▶ Requirement
From the first line of the entries below to the line with "Value::IRI(id) => *id", give each line again exactly.

[Items from a dataset]

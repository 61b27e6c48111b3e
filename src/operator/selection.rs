//! Selection predicates: the scalar expression tree a `Filter` operator
//! evaluates against the current row to decide whether it survives.
//! Every node is either a constant, a register read, or a function of
//! its children — there is no separate "statement" form, a predicate
//! is always evaluated for its [`Value`].

use regex::Regex;

use crate::dictionary::Dictionary;
use crate::error::SmallError;
use crate::ids::UNBOUND;
use crate::runtime::Runtime;

/// The result of evaluating a predicate. Mirrors the handful of RDF
/// term kinds a filter expression can actually produce: an interned
/// IRI, a literal with its lexical string materialized (so string
/// functions don't need to round-trip through the dictionary), a
/// boolean, a number, or `Null` when the expression is not well formed
/// for its inputs (comparing an unbound variable, dividing by zero,
/// and so on all produce `Null` rather than an error).
#[derive(Debug, Clone, PartialEq)]
pub enum Value {
    Null,
    IRI(u32),
    Literal(String),
    Bool(bool),
    Number(f64),
}

impl Value {
    pub fn truthy(&self) -> bool {
        match self {
            Value::Bool(b) => *b,
            Value::Number(n) => *n != 0.0,
            Value::Literal(s) => !s.is_empty(),
            Value::IRI(id) => *id != UNBOUND,
            Value::Null => false,
        }
    }

    fn as_number(&self) -> Option<f64> {
        match self {
            Value::Number(n) => Some(*n),
            Value::Literal(s) => s.parse().ok(),
            _ => None,
        }
    }
}

#[derive(Debug, Clone)]
pub enum Predicate {
    And(Box<Predicate>, Box<Predicate>),
    Or(Box<Predicate>, Box<Predicate>),
    Not(Box<Predicate>),

    Equal(Box<Predicate>, Box<Predicate>),
    NotEqual(Box<Predicate>, Box<Predicate>),
    Less(Box<Predicate>, Box<Predicate>),
    LessOrEqual(Box<Predicate>, Box<Predicate>),

    Plus(Box<Predicate>, Box<Predicate>),
    Minus(Box<Predicate>, Box<Predicate>),
    Mul(Box<Predicate>, Box<Predicate>),
    Div(Box<Predicate>, Box<Predicate>),
    Neg(Box<Predicate>),
    UnaryPlus(Box<Predicate>),

    ConstantIRI(u32),
    ConstantLiteral(String),
    /// A constant materialized once during planning (e.g. a bound
    /// query parameter) rather than interned ahead of time. Evaluates
    /// identically to the corresponding `Constant*` variant; kept
    /// distinct only so the code generator can tell the two apart when
    /// deciding whether a register can be reused across executions.
    TemporaryConstantIRI(u32),
    TemporaryConstantLiteral(String),

    VariableRef(usize),

    Str(Box<Predicate>),
    Lang(Box<Predicate>),
    LangMatches(Box<Predicate>, Box<Predicate>),
    Datatype(Box<Predicate>),
    Bound(usize),
    SameTerm(Box<Predicate>, Box<Predicate>),
    IsIRI(Box<Predicate>),
    IsBlank(Box<Predicate>),
    IsLiteral(Box<Predicate>),
    RegEx(Box<Predicate>, Box<Predicate>),
    In(Box<Predicate>, Vec<Predicate>),
    FunctionCall(String, Vec<Predicate>),
}

impl Predicate {
    pub fn eval(&self, rt: &Runtime, dict: &Dictionary) -> Result<Value, SmallError> {
        use Predicate::*;
        Ok(match self {
            And(l, r) => Value::Bool(l.eval(rt, dict)?.truthy() && r.eval(rt, dict)?.truthy()),
            Or(l, r) => Value::Bool(l.eval(rt, dict)?.truthy() || r.eval(rt, dict)?.truthy()),
            Not(p) => Value::Bool(!p.eval(rt, dict)?.truthy()),

            Equal(l, r) => Value::Bool(l.eval(rt, dict)? == r.eval(rt, dict)?),
            NotEqual(l, r) => Value::Bool(l.eval(rt, dict)? != r.eval(rt, dict)?),
            Less(l, r) => match (l.eval(rt, dict)?.as_number(), r.eval(rt, dict)?.as_number()) {
                (Some(a), Some(b)) => Value::Bool(a < b),
                _ => Value::Null,
            },
            LessOrEqual(l, r) => match (l.eval(rt, dict)?.as_number(), r.eval(rt, dict)?.as_number()) {
                (Some(a), Some(b)) => Value::Bool(a <= b),
                _ => Value::Null,
            },

            Plus(l, r) => numeric_op(l, r, rt, dict, |a, b| a + b)?,
            Minus(l, r) => numeric_op(l, r, rt, dict, |a, b| a - b)?,
            Mul(l, r) => numeric_op(l, r, rt, dict, |a, b| a * b)?,
            Div(l, r) => match (l.eval(rt, dict)?.as_number(), r.eval(rt, dict)?.as_number()) {
                (Some(_), Some(b)) if b == 0.0 => Value::Null,
                (Some(a), Some(b)) => Value::Number(a / b),
                _ => Value::Null,
            },
            Neg(p) => match p.eval(rt, dict)?.as_number() {
                Some(n) => Value::Number(-n),
                None => Value::Null,
            },
            UnaryPlus(p) => match p.eval(rt, dict)?.as_number() {
                Some(n) => Value::Number(n),
                None => Value::Null,
            },

            ConstantIRI(id) | TemporaryConstantIRI(id) => Value::IRI(*id),
            ConstantLiteral(s) | TemporaryConstantLiteral(s) => Value::Literal(s.clone()),

            VariableRef(reg) => register_to_value(rt, dict, *reg),

            Str(p) => Value::Literal(lexical_form(&p.eval(rt, dict)?, dict)),
            Lang(p) => {
                let _ = p.eval(rt, dict)?;
                // No language tags are tracked by this dictionary; every
                // literal behaves as if untagged.
                Value::Literal(String::new())
            }
            LangMatches(tag, range) => {
                let tag = lexical_form(&tag.eval(rt, dict)?, dict);
                let range = lexical_form(&range.eval(rt, dict)?, dict);
                Value::Bool(range == "*" || tag.eq_ignore_ascii_case(&range))
            }
            Datatype(p) => Value::Literal(datatype_iri(&p.eval(rt, dict)?).to_string()),
            Bound(reg) => Value::Bool(rt.get(*reg).is_bound()),
            SameTerm(l, r) => Value::Bool(l.eval(rt, dict)? == r.eval(rt, dict)?),
            IsIRI(p) => Value::Bool(matches!(p.eval(rt, dict)?, Value::IRI(id) if !crate::ids::is_blank_node(id))),
            IsBlank(p) => Value::Bool(matches!(p.eval(rt, dict)?, Value::IRI(id) if crate::ids::is_blank_node(id))),
            IsLiteral(p) => Value::Bool(matches!(p.eval(rt, dict)?, Value::Literal(_) | Value::Number(_) | Value::Bool(_))),
            RegEx(text, pattern) => {
                let text = lexical_form(&text.eval(rt, dict)?, dict);
                let pattern = lexical_form(&pattern.eval(rt, dict)?, dict);
                match Regex::new(&pattern) {
                    Ok(re) => Value::Bool(re.is_match(&text)),
                    Err(_) => Value::Null,
                }
            }
            In(needle, haystack) => {
                let needle = needle.eval(rt, dict)?;
                let mut found = false;
                for candidate in haystack {
                    if candidate.eval(rt, dict)? == needle {
                        found = true;
                        break;
                    }
                }
                Value::Bool(found)
            }
            FunctionCall(name, args) => eval_function(name, args, rt, dict)?,
        })
    }
}

fn numeric_op(
    l: &Predicate,
    r: &Predicate,
    rt: &Runtime,
    dict: &Dictionary,
    op: impl Fn(f64, f64) -> f64,
) -> Result<Value, SmallError> {
    Ok(match (l.eval(rt, dict)?.as_number(), r.eval(rt, dict)?.as_number()) {
        (Some(a), Some(b)) => Value::Number(op(a, b)),
        _ => Value::Null,
    })
}

fn register_to_value(rt: &Runtime, _dict: &Dictionary, reg: usize) -> Value {
    use crate::runtime::Register;
    match rt.get(reg) {
        Register::Unbound => Value::Null,
        Register::Id(id) => Value::IRI(*id),
        Register::Number(n) => Value::Number(*n),
        Register::Bool(b) => Value::Bool(*b),
    }
}

fn lexical_form(value: &Value, dict: &Dictionary) -> String {
    match value {
        Value::IRI(id) => dict.lookup_string(*id).unwrap_or_default(),
        Value::Literal(s) => s.clone(),
        Value::Bool(b) => b.to_string(),
        Value::Number(n) => n.to_string(),
        Value::Null => String::new(),
    }
}

fn datatype_iri(value: &Value) -> &'static str {
    match value {
        Value::Number(_) => "http://www.w3.org/2001/XMLSchema#double",
        Value::Bool(_) => "http://www.w3.org/2001/XMLSchema#boolean",
        _ => "http://www.w3.org/2001/XMLSchema#string",
    }
}

fn eval_function(name: &str, args: &[Predicate], rt: &Runtime, dict: &Dictionary) -> Result<Value, SmallError> {
    Ok(match name {
        "STRLEN" => match args.first() {
            Some(p) => Value::Number(lexical_form(&p.eval(rt, dict)?, dict).chars().count() as f64),
            None => Value::Null,
        },
        "UCASE" => match args.first() {
            Some(p) => Value::Literal(lexical_form(&p.eval(rt, dict)?, dict).to_uppercase()),
            None => Value::Null,
        },
        "LCASE" => match args.first() {
            Some(p) => Value::Literal(lexical_form(&p.eval(rt, dict)?, dict).to_lowercase()),
            None => Value::Null,
        },
        "CONTAINS" => match (args.first(), args.get(1)) {
            (Some(h), Some(n)) => Value::Bool(
                lexical_form(&h.eval(rt, dict)?, dict).contains(&lexical_form(&n.eval(rt, dict)?, dict)),
            ),
            _ => Value::Null,
        },
        _ => Value::Null,
    })
}

#[cfg(test)]
mod tests {
    use super::*;
    use crate::runtime::{Register, Runtime};
    use std::sync::Arc;
    use tempfile::tempdir;

    fn fresh_dict() -> (tempfile::TempDir, Dictionary) {
        let dir = tempdir().unwrap();
        let log = Arc::new(crate::page::PagedFile::open(dir.path().join("dict.log")).unwrap());
        let dict = Dictionary::create(log).unwrap();
        (dir, dict)
    }

    #[test]
    fn bound_reflects_register_state() {
        let mut rt = Runtime::new(1);
        let (_dir, dict) = fresh_dict();
        assert_eq!(Predicate::Bound(0).eval(&rt, &dict).unwrap(), Value::Bool(false));
        rt.set(0, Register::Id(5));
        assert_eq!(Predicate::Bound(0).eval(&rt, &dict).unwrap(), Value::Bool(true));
    }

    #[test]
    fn arithmetic_short_circuits_to_null_on_non_numeric() {
        let rt = Runtime::new(1);
        let (_dir, dict) = fresh_dict();
        let pred = Predicate::Plus(
            Box::new(Predicate::ConstantLiteral("abc".into())),
            Box::new(Predicate::ConstantLiteral("3".into())),
        );
        assert_eq!(pred.eval(&rt, &dict).unwrap(), Value::Null);
    }

    #[test]
    fn in_predicate_matches_any_branch() {
        let rt = Runtime::new(1);
        let (_dir, dict) = fresh_dict();
        let pred = Predicate::In(
            Box::new(Predicate::ConstantIRI(7)),
            vec![Predicate::ConstantIRI(1), Predicate::ConstantIRI(7)],
        );
        assert_eq!(pred.eval(&rt, &dict).unwrap(), Value::Bool(true));
    }
}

▶ Your response
repository 61b27e6c48111b3e
filename src/operator/selection.rs
//! Selection predicates: the scalar expression tree a `Filter` operator
//! evaluates against the current row to decide whether it survives.
//! Every node is either a constant, a register read, or a function of
//! its children — there is no separate "statement" form, a predicate
//! is always evaluated for its [`Value`].

use regex::Regex;

use crate::dictionary::Dictionary;
use crate::error::SmallError;
use crate::ids::UNBOUND;
use crate::runtime::Runtime;

/// The result of evaluating a predicate. Mirrors the handful of RDF
/// term kinds a filter expression can actually produce: an interned
/// IRI, a literal with its lexical string materialized (so string
/// functions don't need to round-trip through the dictionary), a
/// boolean, a number, or `Null` when the expression is not well formed
/// for its inputs (comparing an unbound variable, dividing by zero,
/// and so on all produce `Null` rather than an error).
#[derive(Debug, Clone, PartialEq)]
pub enum Value {
    Null,
    IRI(u32),
    Literal(String),
    Bool(bool),
    Number(f64),
}

impl Value {
    pub fn truthy(&self) -> bool {
        match self {
            Value::Bool(b) => *b,
            Value::Number(n) => *n != 0.0,
            Value::Literal(s) => !s.is_empty(),
            Value::IRI(id) => *id != UNBOUND,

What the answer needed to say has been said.